Digital signals off disc are handled by three Burr Brown PCM 1738 hybrid 24-bit/192kHz DACs that operate in differential mode which suits the circuitry downstream, and which handles DSD and PCM data natively. The analogue stages are handled in different ways for the main front pair and the remaining channels. The main channels use a sophisticated ultra-wide bandwidth, fully balanced current mode topology to drive the balanced XLR outputs directly, though single ended outputs are also available. The remaining four channels are handed by simpler voltage gain stages, an accommodation presumably deemed necessary at this price point. Virtually the whole of the complex circuit, which makes extensive use of surface mount components, is accommodated on a massive single PCB that takes up most of the room inside the chassis. The Krell current mode output stage has a wide bandwidth even by SACD standards, though the player lacks the CAST current mode interface featured on Krell's top of the range components.

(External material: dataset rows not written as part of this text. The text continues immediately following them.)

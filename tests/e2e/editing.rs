use crate::common::harness::ShellTestHarness;
use crossterm::event::{KeyCode, KeyModifiers};

/// Typing renders the prompt plus the typed text on the input row.
#[test]
fn typing_renders_on_input_row() {
    let mut harness = ShellTestHarness::new(60, 6).unwrap();
    assert_eq!(harness.row_text(0), "brine$");

    harness.type_text("greet ada").unwrap();
    assert_eq!(harness.row_text(0), "brine$ greet ada");
    // Cursor sits right after the typed text: prompt width 7 + 9 chars.
    assert_eq!(harness.cursor(), (0, 16));
}

#[test]
fn backspace_removes_last_char() {
    let mut harness = ShellTestHarness::new(60, 6).unwrap();
    harness.type_text("echoo").unwrap();
    harness
        .send_key(KeyCode::Backspace, KeyModifiers::NONE)
        .unwrap();
    assert_eq!(harness.row_text(0), "brine$ echo");
    assert_eq!(harness.cursor(), (0, 11));
}

#[test]
fn backspace_on_empty_line_changes_nothing() {
    let mut harness = ShellTestHarness::new(60, 6).unwrap();
    harness
        .send_key(KeyCode::Backspace, KeyModifiers::NONE)
        .unwrap();
    assert_eq!(harness.row_text(0), "brine$");
    assert_eq!(harness.cursor(), (0, 7));
}

#[test]
fn arrows_move_cursor_and_insert_mid_line() {
    let mut harness = ShellTestHarness::new(60, 6).unwrap();
    harness.type_text("held").unwrap();
    harness.send_key(KeyCode::Left, KeyModifiers::NONE).unwrap();
    harness.send_key(KeyCode::Left, KeyModifiers::NONE).unwrap();
    assert_eq!(harness.cursor(), (0, 9));

    harness.type_text("l").unwrap();
    assert_eq!(harness.row_text(0), "brine$ helld");

    // Right arrow past the end is a no-op, not an error.
    for _ in 0..10 {
        harness
            .send_key(KeyCode::Right, KeyModifiers::NONE)
            .unwrap();
    }
    assert_eq!(harness.cursor(), (0, 12));
}

#[test]
fn escape_discards_the_line() {
    let mut harness = ShellTestHarness::new(60, 6).unwrap();
    harness.type_text("doomed command").unwrap();
    harness.send_key(KeyCode::Esc, KeyModifiers::NONE).unwrap();
    assert_eq!(harness.row_text(0), "brine$");
    assert_eq!(harness.cursor(), (0, 7));
    assert_eq!(harness.shell().scrollback().len(), 0);
}

/// Submitting an empty line advances the prompt row but records nothing.
#[test]
fn empty_submit_advances_prompt_row() {
    let mut harness = ShellTestHarness::new(60, 6).unwrap();
    harness.send_key(KeyCode::Enter, KeyModifiers::NONE).unwrap();
    assert_eq!(harness.row_text(0), "brine$");
    assert_eq!(harness.row_text(1), "brine$");
    assert_eq!(harness.cursor(), (1, 7));
    assert_eq!(harness.shell().history().len(), 0);
    assert_eq!(harness.shell().scrollback().len(), 1);
}

#[test]
fn ctrl_q_quits_the_session() {
    let mut harness = ShellTestHarness::new(60, 6).unwrap();
    harness.type_text("unfinished").unwrap();
    harness
        .send_key(KeyCode::Char('q'), KeyModifiers::CONTROL)
        .unwrap();
    assert!(harness.should_quit());
    // No further mutation: the line is still there.
    assert_eq!(harness.shell().line().text(), "unfinished");
}

#[test]
fn resize_repaints_the_viewport() {
    let mut harness = ShellTestHarness::new(60, 6).unwrap();
    harness.submit_line("echo before resize").unwrap();
    harness.type_text("still here").unwrap();
    harness.resize(50, 8).unwrap();
    harness.assert_screen_contains("before resize");
    harness.assert_screen_contains("brine$ still here");
}

#[test]
fn long_input_is_truncated_at_the_right_edge() {
    let mut harness = ShellTestHarness::new(20, 4).unwrap();
    harness.type_text("0123456789012345678901234").unwrap();
    // No wrapping: the row holds width-many characters.
    assert_eq!(harness.row_text(0), "brine$ 0123456789012");
    // Cursor is clamped to the last column.
    assert_eq!(harness.cursor(), (0, 19));
}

Outputs are available in conventional single ended form using quality phono sockets, with the main output pair also available at higher quality from balanced mode XLR sockets. The player is also equipped with an input for an external remote control receiver, with trigger in and outputs and an RS232 control socket for use with custom install systems. The front panel control buttons however are very tiny, and the legends can be unclear under some lighting conditions. The remote control with its domed membrane switch pad matrix is also not wholly successful. It has the feel of a get you started device rather than the real thing. But the control logic is helpful, and the player runs sweetly and smoothly. The one unexpected (but not unique) feature is the range of digital filters that can be used to fine-tune the player: two for CD and four for SACD. The standard maximum bandwidth, brickwall filtered Filter 1 setting generally gave the best results in practice. Speaker management is as primitive as with most SACD players. There is no bass management at all, since this would involve conversion from DSD to PCM with inevitable sound quality losses. The ITU arrangement of five identical speaker spaced around a circle, with the listener positioned at the center, is preferred as a starting point.
Sound Quality Naturally, this excited my curiosity, and when I had the opportunity to audition the player, the fist order of business was to find out if SACD really did or did not outperform compact disc. But how? The obvious way was to A-B test the stereo CD layer with the stereo recording on the SACD layer of a selection of hybrid recordings. No single disc would provide a definitive test because the different recordings are not necessarily the same, and if the original source is PCM (which is often the case), the SACD recording may not be able to lay claims to any improvement. But it quickly became apparent that there were indeed definitive differences between the two formats when tested this way, and that auditioning more discs reinforced the basic observation that SACD adds something significant to the baseline CD performance. More on this shortly.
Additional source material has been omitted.